Lord Justice of Appeal
- In office 1915–1927

Judge of King's Bench Division, High Court
- In office 1910–1915

Personal details
- Born: 17 April 1854 Northop, Flintshire, Wales
- Died: 31 December 1946 (aged 92)

= John Eldon Bankes =

Welsh judge (1854–1946)

Sir John Eldon Bankes, (17 April 1854 - 31 December 1946) was a Welsh judge of the King's Bench Division of the High Court of Justice, and later a Lord Justice of Appeal.

== Biography ==
Born in Northop, Flintshire on 17 April 1854, he was the eldest son of John Scott Bankes (1826-1896) and his first wife, Annie (1829-1876), daughter of Sir John Jervis, himself a chief justice. He was educated at Eton College and Christ Church, Oxford, where he rowed for Oxford University Boat Club.

Called to the Bar at the Inner Temple in 1878, he took silk in 1901. Whilst on the bench, he was often referred to as J. Eldon Bankes. In 1910 he became a judge of the High Court, and in 1915 a Lord Justice of Appeal and a Privy Councillor. He retired from the bench in 1927.

Bankes was chairman of Quarter Sessions in Flintshire for 33 years, and as a Conservative an active member of Flintshire County Council, of which he was chairman in 1933. He unsuccessfully contested the Flint District constituency in 1906. Bankes was on numerous commissions or committees of inquiry, including: Chairman of the Departmental Committee on Education in Rural Wales, 1928; and as a prominent Anglican, with Lord Sankey he drafted the new constitution of the Church in Wales.

On the death of his father, he inherited the family home of Soughton Hall, Flintshire. He married Edith Ethelston in 1882 (d. 1931), and the couple had two sons and two daughters. In 1921, Bankes was made an honorary LL.D. of the University of Wales. The Northop Village Hall was endowed as the Edith Bankes Memorial Institute in her memory.

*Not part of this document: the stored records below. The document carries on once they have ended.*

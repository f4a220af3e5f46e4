use std::fmt;
use std::str::FromStr;

use serde::Deserialize;

/// 8-bit sRGB colour.
#[derive(Clone, Copy, Debug, PartialEq, Eq, Deserialize)]
#[serde(from = "[u8; 3]")]
pub struct Rgb {
    pub r: u8,
    pub g: u8,
    pub b: u8,
}

impl Rgb {
    pub const BLACK: Rgb = Rgb::new(0, 0, 0);
    pub const WHITE: Rgb = Rgb::new(255, 255, 255);

    pub const fn new(r: u8, g: u8, b: u8) -> Self {
        Self { r, g, b }
    }

    /// Linear interpolation towards `other`; `t` is clamped to [0, 1].
    pub fn lerp(self, other: Rgb, t: f32) -> Rgb {
        let t = t.clamp(0.0, 1.0);
        let mix = |a: u8, b: u8| lerp(a as f32, b as f32, t).round() as u8;
        Rgb::new(mix(self.r, other.r), mix(self.g, other.g), mix(self.b, other.b))
    }

    /// Multiply brightness by `factor` (clamped to [0, 1]).
    pub fn scale(self, factor: f32) -> Rgb {
        Rgb::BLACK.lerp(self, factor)
    }

    /// `h` in turns (wraps), `s` and `v` in [0, 1].
    pub fn from_hsv(h: f32, s: f32, v: f32) -> Rgb {
        let h = h.rem_euclid(1.0) * 6.0;
        let s = s.clamp(0.0, 1.0);
        let v = v.clamp(0.0, 1.0);

        let sector = h.floor();
        let f = h - sector;
        let p = v * (1.0 - s);
        let q = v * (1.0 - s * f);
        let t = v * (1.0 - s * (1.0 - f));

        let (r, g, b) = match sector as u32 {
            0 => (v, t, p),
            1 => (q, v, p),
            2 => (p, v, t),
            3 => (p, q, v),
            4 => (t, p, v),
            _ => (v, p, q),
        };
        Rgb::new(to_byte(r), to_byte(g), to_byte(b))
    }
}

impl From<[u8; 3]> for Rgb {
    fn from([r, g, b]: [u8; 3]) -> Self {
        Rgb::new(r, g, b)
    }
}

impl fmt::Display for Rgb {
    fn fmt(&self, f: &mut fmt::Formatter<'_>) -> fmt::Result {
        write!(f, "#{:02x}{:02x}{:02x}", self.r, self.g, self.b)
    }
}

/// Accepts `#rrggbb`, `rrggbb` or `r,g,b`.
impl FromStr for Rgb {
    type Err = String;

    fn from_str(s: &str) -> Result<Self, Self::Err> {
        let s = s.trim();
        if s.contains(',') {
            let parts: Vec<u8> = s
                .split(',')
                .map(|p| p.trim().parse::<u8>())
                .collect::<Result<_, _>>()
                .map_err(|e| format!("invalid colour component in '{s}': {e}"))?;
            return match parts.as_slice() {
                [r, g, b] => Ok(Rgb::new(*r, *g, *b)),
                _ => Err(format!("expected three components in '{s}'")),
            };
        }

        let hex = s.strip_prefix('#').unwrap_or(s);
        if hex.len() != 6 || !hex.is_ascii() {
            return Err(format!("expected #rrggbb or r,g,b, got '{s}'"));
        }
        let channel = |i: usize| {
            u8::from_str_radix(&hex[i..i + 2], 16).map_err(|e| format!("invalid hex colour '{s}': {e}"))
        };
        Ok(Rgb::new(channel(0)?, channel(2)?, channel(4)?))
    }
}

/// Colour source shared by every mode: solid fill or a two-stop gradient.
#[derive(Clone, Copy, Debug, PartialEq)]
pub enum Palette {
    Solid(Rgb),
    Gradient { start: Rgb, end: Rgb },
}

impl Palette {
    /// Colour at position `t` in [0, 1] along the gradient axis.
    pub fn at(&self, t: f32) -> Rgb {
        match *self {
            Palette::Solid(c) => c,
            Palette::Gradient { start, end } => start.lerp(end, t),
        }
    }

    /// Colour at `t`, dimmed towards black as `level` drops.
    pub fn shaded(&self, t: f32, level: f32) -> Rgb {
        self.at(t).scale(0.35 + 0.65 * level.clamp(0.0, 1.0))
    }
}

pub fn lerp(a: f32, b: f32, t: f32) -> f32 {
    a + (b - a) * t
}

pub fn smoothstep(edge0: f32, edge1: f32, x: f32) -> f32 {
    if edge1 <= edge0 {
        return if x < edge0 { 0.0 } else { 1.0 };
    }
    let t = ((x - edge0) / (edge1 - edge0)).clamp(0.0, 1.0);
    t * t * (3.0 - 2.0 * t)
}

/// Mean of a magnitude slice; 0 for an empty slice.
pub fn mean(values: &[f32]) -> f32 {
    if values.is_empty() {
        return 0.0;
    }
    values.iter().sum::<f32>() / values.len() as f32
}

fn to_byte(v: f32) -> u8 {
    (v * 255.0).round().clamp(0.0, 255.0) as u8
}

#[cfg(test)]
mod tests {
    use super::*;

    #[test]
    fn parses_hex_and_triplets() {
        assert_eq!("#ff8000".parse::<Rgb>().unwrap(), Rgb::new(255, 128, 0));
        assert_eq!("00ff00".parse::<Rgb>().unwrap(), Rgb::new(0, 255, 0));
        assert_eq!(" 1, 2 ,3 ".parse::<Rgb>().unwrap(), Rgb::new(1, 2, 3));
        assert!("1,2".parse::<Rgb>().is_err());
        assert!("300,0,0".parse::<Rgb>().is_err());
        assert!("#ggg000".parse::<Rgb>().is_err());
    }

    #[test]
    fn display_is_lowercase_hex() {
        let c = Rgb::new(18, 52, 86);
        assert_eq!(c.to_string(), "#123456");
    }

    #[test]
    fn hsv_primaries() {
        assert_eq!(Rgb::from_hsv(0.0, 1.0, 1.0), Rgb::new(255, 0, 0));
        assert_eq!(Rgb::from_hsv(1.0 / 3.0, 1.0, 1.0), Rgb::new(0, 255, 0));
        assert_eq!(Rgb::from_hsv(2.0 / 3.0, 1.0, 1.0), Rgb::new(0, 0, 255));
        assert_eq!(Rgb::from_hsv(1.0, 1.0, 1.0), Rgb::new(255, 0, 0));
        assert_eq!(Rgb::from_hsv(0.3, 0.0, 0.5), Rgb::new(128, 128, 128));
    }

    #[test]
    fn gradient_endpoints() {
        let p = Palette::Gradient {
            start: Rgb::new(0, 0, 0),
            end: Rgb::new(200, 100, 50),
        };
        assert_eq!(p.at(0.0), Rgb::new(0, 0, 0));
        assert_eq!(p.at(1.0), Rgb::new(200, 100, 50));
        assert_eq!(p.at(2.0), Rgb::new(200, 100, 50));
        assert_eq!(Palette::Solid(Rgb::WHITE).at(0.4), Rgb::WHITE);
    }

    #[test]
    fn smoothstep_edges() {
        assert_eq!(smoothstep(0.0, 1.0, -1.0), 0.0);
        assert_eq!(smoothstep(0.0, 1.0, 2.0), 1.0);
        assert!((smoothstep(0.0, 1.0, 0.5) - 0.5).abs() < 1e-6);
        assert_eq!(smoothstep(1.0, 1.0, 0.5), 0.0);
    }
}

Bankes died at his home in North Wales on 31 December 1946, aged 92. After his death, the Soughton estate passed to their second son, Robert Wynne Bankes, who served as Private Secretary to successive Lord Chancellors. After the death of his mother, his son, John Wynne Bankes, sold the hall into private hands, and in 1987 it was converted into a country house hotel.

==Notable judicial decisions==

Bankes handed down a number of notable decisions during his judicial career, predominantly in the field of banking law. Key decisions included:
- Tournier v National Provincial and Union Bank of England [1924] 1 KB 461, the leading authority on a banker's duty of confidentiality
- Russian Commercial and Industrial Bank v Comptoir d'Estcompte de Mulhouse [1925] AC 112, on the authority of the bank's officers
- National Provincial Bank v Charnley [1924] 1 KB 431, priority between competing security interests
- Banque Belge pour L'Etranger v Hambrouck [1921] 1 KB 321, on knowing receipt and tracing
- Joachimson v Swiss Bank Corporation [1921] 3 KB 110, on the banker-customer relationship

He chaired the Royal Commission on the Private Manufacture of and Trading in Arms in 1935–1936.